* [Action item]
Without leaving out a single line, copy the records exactly.

* [Exercise input]
--------
// Ultralytics 🚀 AGPL-3.0 License - https://ultralytics.com/license

//! Visualization tools for pose results.

/// Color definitions and palettes.
pub mod color;

/// Skeleton drawing.
pub mod renderer;

pub use color::Color;
pub use renderer::{RenderStyle, draw_skeleton_mut, render_skeleton, render_skeleton_array};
--------
* [Output]
// Ultralytics 🚀 AGPL-3.0 License - https://ultralytics.com/license

//! Visualization tools for pose results.

/// Color definitions and palettes.
pub mod color;

/// Skeleton drawing.
pub mod renderer;

pub use color::Color;
pub use renderer::{RenderStyle, draw_skeleton_mut, render_skeleton, render_skeleton_array};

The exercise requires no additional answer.